→ **TASK REQUIREMENTS**: Report the count of lines in the records below that hold the word "expected", omitting everything but the number.

━━ STORED DATA ━━

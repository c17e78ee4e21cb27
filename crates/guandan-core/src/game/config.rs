use crate::model::player::{PersonalityTag, SEATS};
use crate::model::rank::Rank;
use crate::model::suit::Suit;
use serde::{Deserialize, Serialize};
use thiserror::Error;

/// Settings fixed for the lifetime of one `GameManager`.
#[derive(Debug, Clone, PartialEq, Eq, Serialize, Deserialize)]
#[serde(default)]
pub struct GameConfig {
    /// Deal seed; `None` draws one from the thread RNG at game start.
    pub seed: Option<u64>,
    pub trump_suit: Suit,
    pub starting_level: Rank,
    pub ai_seats: [bool; SEATS],
    pub personalities: [PersonalityTag; SEATS],
}

impl Default for GameConfig {
    fn default() -> Self {
        Self {
            seed: None,
            trump_suit: Suit::Hearts,
            starting_level: Rank::Two,
            ai_seats: [false, true, true, true],
            personalities: [PersonalityTag::Balanced; SEATS],
        }
    }
}

#[derive(Debug, Clone, PartialEq, Eq, Error)]
pub enum GameConfigError {
    #[error("starting level must be an ordinary rank, got {0:?}")]
    InvalidStartingLevel(Rank),
    #[error("trump suit must be an ordinary suit")]
    JokerTrumpSuit,
}

impl GameConfig {
    pub fn with_seed(seed: u64) -> Self {
        Self {
            seed: Some(seed),
            ..Self::default()
        }
    }

    pub fn all_ai(mut self) -> Self {
        self.ai_seats = [true; SEATS];
        self
    }

    pub fn validate(&self) -> Result<(), GameConfigError> {
        if self.starting_level.is_joker() {
            return Err(GameConfigError::InvalidStartingLevel(self.starting_level));
        }
        if self.trump_suit.is_joker() {
            return Err(GameConfigError::JokerTrumpSuit);
        }
        Ok(())
    }
}
use crate::game::state::Phase;
use crate::model::card::{Card, CardId};
use crate::model::play::Play;
use crate::model::player::{Player, Seat};
use crate::model::trump::TrumpContext;
use thiserror::Error;

/// Recoverable rejection of a play or pass. Nothing is applied when one is returned.
#[derive(Debug, Clone, PartialEq, Eq, Error)]
pub enum PlayError {
    #[error("no cards selected")]
    EmptySelection,
    #[error("card {0} is not in the player's hand")]
    NotOwned(CardId),
    #[error("selected cards do not form a legal play")]
    IllegalShape,
    #[error("play does not beat the current lead")]
    CannotBeat,
    #[error("there is no lead to follow; the player must lead")]
    NoLeadToFollow,
    #[error("it is {expected}'s turn, not {actual}'s")]
    OutOfTurn { expected: Seat, actual: Seat },
    #[error("game is not in the playing phase ({0:?})")]
    NotPlaying(Phase),
}

/// Checks ownership, shape and the beat requirement for `ids` played by `player`.
pub fn validate(
    player: &Player,
    ids: &[CardId],
    last_play: Option<&Play>,
    trump: TrumpContext,
) -> Result<Play, PlayError> {
    if ids.is_empty() {
        return Err(PlayError::EmptySelection);
    }
    let mut cards: Vec<Card> = Vec::with_capacity(ids.len());
    for id in ids {
        let card = player.hand.get(*id).ok_or(PlayError::NotOwned(*id))?;
        if cards.iter().any(|c| c.id == *id) {
            return Err(PlayError::IllegalShape);
        }
        cards.push(card);
    }
    let play = Play::classify(&cards, trump).ok_or(PlayError::IllegalShape)?;
    if let Some(last) = last_play {
        if !play.can_beat(last) {
            return Err(PlayError::CannotBeat);
        }
    }
    Ok(play)
}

━━━

→ **FINAL ANSWER**: 2